By far my favorite aspect of Discover Nikkei is the sense of global connectivity that it provides through its variety of articles and contributors! As a California girl born and raised, I don’t get to see many other Nikkei communities outside of ones that I am already familiar with, so Discover Nikkei gives me a chance to explore international groups in great depth. It allows me to learn so much about Japanese peoples from all over the world in a unique and enjoyable way without having to travel outside of the US or even speak the language that the article was written in. Discover Nikkei is a wonderful resource not only for Nikkei peoples, but for all people who are curious about the way that a group’s culture can resonate through time and space.

Read her article >>

September 2017

katsuohiguchi (São Paulo, Brazil)

Nisei Katsuo Higuchi was born in the city of Pompéia, São Paulo, Brazil, and has lived for many years in the capital, São Paulo. A law school graduate, Higuchi is a businessman with a passion for working with people. His professional life has focused on human resources. Higuchi has also had a passion for writing from a young age, contributing to school newspapers, business publications, and more recently, the newspaper Nippo Brasil. Higuchi is married to a Nisei and has three children and two grandchildren.

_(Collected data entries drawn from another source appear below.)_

use std::fmt;
use serde::{Deserialize, Serialize};

/// Errors raised while compiling a format string or parsing an access log line
#[derive(Debug, Clone, PartialEq, Serialize, Deserialize)]
pub enum ParseError {
    /// A format string token does not name a supported directive
    UnsupportedDirective {
        directive: String,
    },
    /// A field did not start with the character its reader requires
    UnexpectedCharacter {
        found: Option<char>,
        expected: String,
    },
    /// A quoted field has no closing double quote
    MissingClosingQuote,
    /// A bracketed timestamp has no closing ']'
    MissingClosingBracket,
    /// The timestamp interior does not match `%d/%b/%Y:%H:%M:%S %z`
    TimestampLayout {
        input: String,
        error_message: String,
    },
    /// A numeric field does not start with a digit
    ExpectedDigit {
        found: Option<char>,
    },
    /// A CLF response size is neither '-' nor an integer
    MalformedResponseSize {
        token: String,
        error_message: String,
    },
    /// A digit run does not fit in a 64 bit integer
    IntegerOverflow {
        digits: String,
        error_message: String,
    },
    /// A log line is not valid UTF-8
    InvalidEncoding {
        line_number: usize,
    },
    /// I/O error while reading lines or configuration
    IoError {
        operation: String,
        error_message: String,
    },
    /// Configuration error
    ConfigurationError {
        parameter: String,
        error_message: String,
    },
}

impl ParseError {
    /// Stable variant name, used as a key in error distributions
    pub fn kind_name(&self) -> &'static str {
        match self {
            ParseError::UnsupportedDirective { .. } => "UnsupportedDirective",
            ParseError::UnexpectedCharacter { .. } => "UnexpectedCharacter",
            ParseError::MissingClosingQuote => "MissingClosingQuote",
            ParseError::MissingClosingBracket => "MissingClosingBracket",
            ParseError::TimestampLayout { .. } => "TimestampLayout",
            ParseError::ExpectedDigit { .. } => "ExpectedDigit",
            ParseError::MalformedResponseSize { .. } => "MalformedResponseSize",
            ParseError::IntegerOverflow { .. } => "IntegerOverflow",
            ParseError::InvalidEncoding { .. } => "InvalidEncoding",
            ParseError::IoError { .. } => "IoError",
            ParseError::ConfigurationError { .. } => "ConfigurationError",
        }
    }

    pub(crate) fn io(operation: &str, error: &std::io::Error) -> Self {
        ParseError::IoError {
            operation: operation.to_string(),
            error_message: error.to_string(),
        }
    }
}

fn describe(found: &Option<char>) -> String {
    match found {
        Some(c) => format!("{:?}", c),
        None => "end of line".to_string(),
    }
}

impl fmt::Display for ParseError {
    fn fmt(&self, f: &mut fmt::Formatter<'_>) -> fmt::Result {
        match self {
            ParseError::UnsupportedDirective { directive } => {
                write!(f, "{:?} format is not supported", directive)
            }
            ParseError::UnexpectedCharacter { found, expected } => {
                write!(f, "got {}, want {}", describe(found), expected)
            }
            ParseError::MissingClosingQuote => write!(f, "missing closing quote"),
            ParseError::MissingClosingBracket => write!(f, "missing closing ']'"),
            ParseError::TimestampLayout { input, error_message } => {
                write!(f, "failed to parse datetime {:?}: {}", input, error_message)
            }
            ParseError::ExpectedDigit { found } => {
                write!(f, "got {}, want digit between 0 and 9", describe(found))
            }
            ParseError::MalformedResponseSize { token, error_message } => {
                write!(f, "malformed response size {:?}: {}", token, error_message)
            }
            ParseError::IntegerOverflow { digits, error_message } => {
                write!(f, "cannot parse {:?} as integer: {}", digits, error_message)
            }
            ParseError::InvalidEncoding { line_number } => {
                write!(f, "line {} is not valid UTF-8", line_number)
            }
            ParseError::IoError { operation, error_message } => {
                write!(f, "I/O error during {}: {}", operation, error_message)
            }
            ParseError::ConfigurationError { parameter, error_message } => {
                write!(f, "Configuration error for '{}': {}", parameter, error_message)
            }
        }
    }
}

impl std::error::Error for ParseError {}

#[cfg(test)]
mod tests {
    use super::*;

    #[test]
    fn test_unsupported_directive_names_token() {
        let err = ParseError::UnsupportedDirective { directive: "foo".to_string() };
        assert_eq!(err.to_string(), "\"foo\" format is not supported");
        assert_eq!(err.kind_name(), "UnsupportedDirective");
    }

    #[test]
    fn test_display_mentions_found_character() {
        let err = ParseError::ExpectedDigit { found: Some('f') };
        assert_eq!(err.to_string(), "got 'f', want digit between 0 and 9");

        let err = ParseError::UnexpectedCharacter { found: None, expected: "'['".to_string() };
        assert_eq!(err.to_string(), "got end of line, want '['");

        let err = ParseError::InvalidEncoding { line_number: 2 };
        assert_eq!(err.to_string(), "line 2 is not valid UTF-8");
        assert_eq!(err.kind_name(), "InvalidEncoding");
    }

    #[test]
    fn test_errors_round_trip_through_json() {
        let err = ParseError::MalformedResponseSize {
            token: "abc".to_string(),
            error_message: "invalid digit found in string".to_string(),
        };
        let json = serde_json::to_string(&err).unwrap();
        let back: ParseError = serde_json::from_str(&json).unwrap();
        assert_eq!(err, back);
    }
}
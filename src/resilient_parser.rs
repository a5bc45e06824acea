use crate::error::ParseError;
use crate::models::AccessLogEntry;
use crate::parser::AccessLogParser;
use crate::statistics::{ParsingStatistics, StatisticsMonitor};
use std::io::BufRead;
use std::time::Instant;
use tracing::warn;

/// Parser that skips malformed lines and keeps going, recording what it skipped.
///
/// I/O failures from the underlying reader are still returned.
pub struct ResilientParser<R> {
    parser: AccessLogParser<R>,
    statistics_monitor: StatisticsMonitor,
}

impl<R: BufRead> ResilientParser<R> {
    pub fn new(parser: AccessLogParser<R>) -> Self {
        Self {
            parser,
            statistics_monitor: StatisticsMonitor::new(),
        }
    }

    /// Create a resilient parser reporting progress every `report_interval` lines
    pub fn with_monitoring(parser: AccessLogParser<R>, report_interval: usize) -> Self {
        Self {
            parser,
            statistics_monitor: StatisticsMonitor::with_interval(report_interval),
        }
    }

    /// Next well-formed entry, or `Ok(None)` at end of input
    pub fn next_entry(&mut self) -> Result<Option<AccessLogEntry>, ParseError> {
        loop {
            let start_time = Instant::now();
            let result = self.parser.parse_next();
            let processing_time = start_time.elapsed().as_micros() as u64;

            match result {
                Ok(Some(entry)) => {
                    self.statistics_monitor.record_success(&entry, processing_time);
                    return Ok(Some(entry));
                }
                Ok(None) => return Ok(None),
                Err(error @ ParseError::IoError { .. }) => return Err(error),
                Err(error) => {
                    warn!(line = self.parser.line_number(), %error, "skipping malformed access log line");
                    self.statistics_monitor.record_failure(&error, processing_time);
                }
            }
        }
    }

    /// Parse the remaining input, skipping malformed lines
    pub fn parse_all(&mut self) -> Result<Vec<AccessLogEntry>, ParseError> {
        let mut entries = Vec::new();
        while let Some(entry) = self.next_entry()? {
            entries.push(entry);
        }
        Ok(entries)
    }

    pub fn get_statistics(&self) -> &ParsingStatistics {
        self.statistics_monitor.get_statistics()
    }

    pub fn reset_statistics(&mut self) {
        self.statistics_monitor.reset();
    }

    pub fn into_inner(self) -> AccessLogParser<R> {
        self.parser
    }
}

impl<R: BufRead> Iterator for ResilientParser<R> {
    type Item = Result<AccessLogEntry, ParseError>;

    fn next(&mut self) -> Option<Self::Item> {
        self.next_entry().transpose()
    }
}

#[cfg(test)]
mod tests {
    use super::*;
    use std::io::{self, BufReader, Cursor, Read};

    const MIXED: &str = "127.0.0.1 - - [12/Dec/2016:10:57:30 +0100] \"GET /a HTTP/1.1\" 200 10\n\
                         10.0.0.1 - - garbage\n\
                         127.0.0.1 - - [12/Dec/2016:10:57:31 +0100] \"GET /b HTTP/1.1 200 10\n\
                         10.0.0.2 - bob [12/Dec/2016:10:57:32 +0100] \"POST /c HTTP/1.1\" 201 -\n";

    #[test]
    fn test_skips_malformed_lines() {
        let parser = AccessLogParser::common(Cursor::new(MIXED)).unwrap();
        let mut resilient = ResilientParser::new(parser);
        let entries = resilient.parse_all().unwrap();

        assert_eq!(entries.len(), 2);
        assert_eq!(entries[0].request_first_line.path(), "/a");
        assert_eq!(entries[1].remote_user, "bob");

        let stats = resilient.get_statistics();
        assert_eq!(stats.total_lines, 4);
        assert_eq!(stats.successful_parses, 2);
        assert_eq!(stats.failed_parses, 2);
        assert_eq!(stats.error_distribution.get("MissingClosingQuote"), Some(&1));
        assert_eq!(stats.error_distribution.get("UnexpectedCharacter"), Some(&1));
    }

    #[test]
    fn test_skips_line_with_invalid_utf8() {
        let mut input = Vec::new();
        input.extend_from_slice(b"127.0.0.1 - - [12/Dec/2016:10:57:30 +0100] \"GET /a HTTP/1.1\" 200 10\n");
        input.extend_from_slice(b"127.0.0.1 - - [12/Dec/2016:10:57:31 +0100] \"GET /caf\xe9 HTTP/1.1\" 200 10\n");
        input.extend_from_slice(b"127.0.0.1 - - [12/Dec/2016:10:57:32 +0100] \"GET /b HTTP/1.1\" 200 10\n");

        let parser = AccessLogParser::common(Cursor::new(input)).unwrap();
        let mut resilient = ResilientParser::new(parser);
        let entries = resilient.parse_all().unwrap();

        assert_eq!(entries.len(), 2);
        assert_eq!(entries[1].request_first_line.path(), "/b");
        assert_eq!(resilient.get_statistics().error_distribution.get("InvalidEncoding"), Some(&1));
        assert_eq!(resilient.into_inner().line_number(), 3);
    }

    #[test]
    fn test_end_of_input() {
        let parser = AccessLogParser::common(Cursor::new("")).unwrap();
        let mut resilient = ResilientParser::new(parser);
        assert_eq!(resilient.next_entry(), Ok(None));
        assert_eq!(resilient.next_entry(), Ok(None));
    }

    struct FailingReader;

    impl Read for FailingReader {
        fn read(&mut self, _buf: &mut [u8]) -> io::Result<usize> {
            Err(io::Error::new(io::ErrorKind::Other, "disk on fire"))
        }
    }

    #[test]
    fn test_io_errors_propagate() {
        let parser = AccessLogParser::common(FailingReader).unwrap();
        let mut resilient = ResilientParser::new(parser);
        assert!(matches!(resilient.next_entry(), Err(ParseError::IoError { .. })));
    }

    #[test]
    fn test_iterator() {
        let parser = AccessLogParser::with_chain(
            BufReader::new(Cursor::new(MIXED)),
            std::sync::Arc::new(crate::FormatChain::compile(crate::COMMON_LOG_FORMAT).unwrap()),
        );
        let statuses: Vec<String> = ResilientParser::with_monitoring(parser, 0)
            .map(|r| r.unwrap().status)
            .collect();
        assert_eq!(statuses, vec!["200", "201"]);
    }
}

[PT] O Discover Nikkei chamou minha atenção e interesse pela amplitude de sua circulação, global, e pela gama de assuntos que aborda, sempre focando algum assunto de interesse da Comunidade Nikkei espalhada pelo mundo todo. Considero, com isso, que o Discover Nikkei ajuda a aproximar e fortalecer os laços entre os japoneses e seus descendentes, mantendo vivas as tradições e cultura de um povo milenar.

Leia seus artigos [PT] >>

[EN] Discover Nikkei has drawn my attention and interest because of the extent of its global circulation and the range of subjects it addresses, always focusing on subjects of interest to the worldwide Nikkei community. I believe Discover Nikkei helps to bring Nikkei closer together, strengthening the bonds between the Japanese and their descendants and keeping alive the traditions and culture of an ancient race.

Read Katsuo's article [PT] >>

October 2017

carolcheh (California, United States)

Carol Cheh is a first-generation Chinese American whose parents came over from mainland China via Taiwan. She was born in Honolulu but now calls Los Angeles home. She is a writer and editor who is currently employed in the Communications Department at the Japanese American National Museum, where she works on a spectrum of materials that are published by the museum, such as newsletters, emails, program listings, and the museum blog. She is also part of the Discover Nikkei project team, where she helps to edit articles and emails, and contributes occasional articles of her own. Carol also maintains a freelance practice, writing about art for a variety of publications such as Art21 Magazine and Palm Springs Life.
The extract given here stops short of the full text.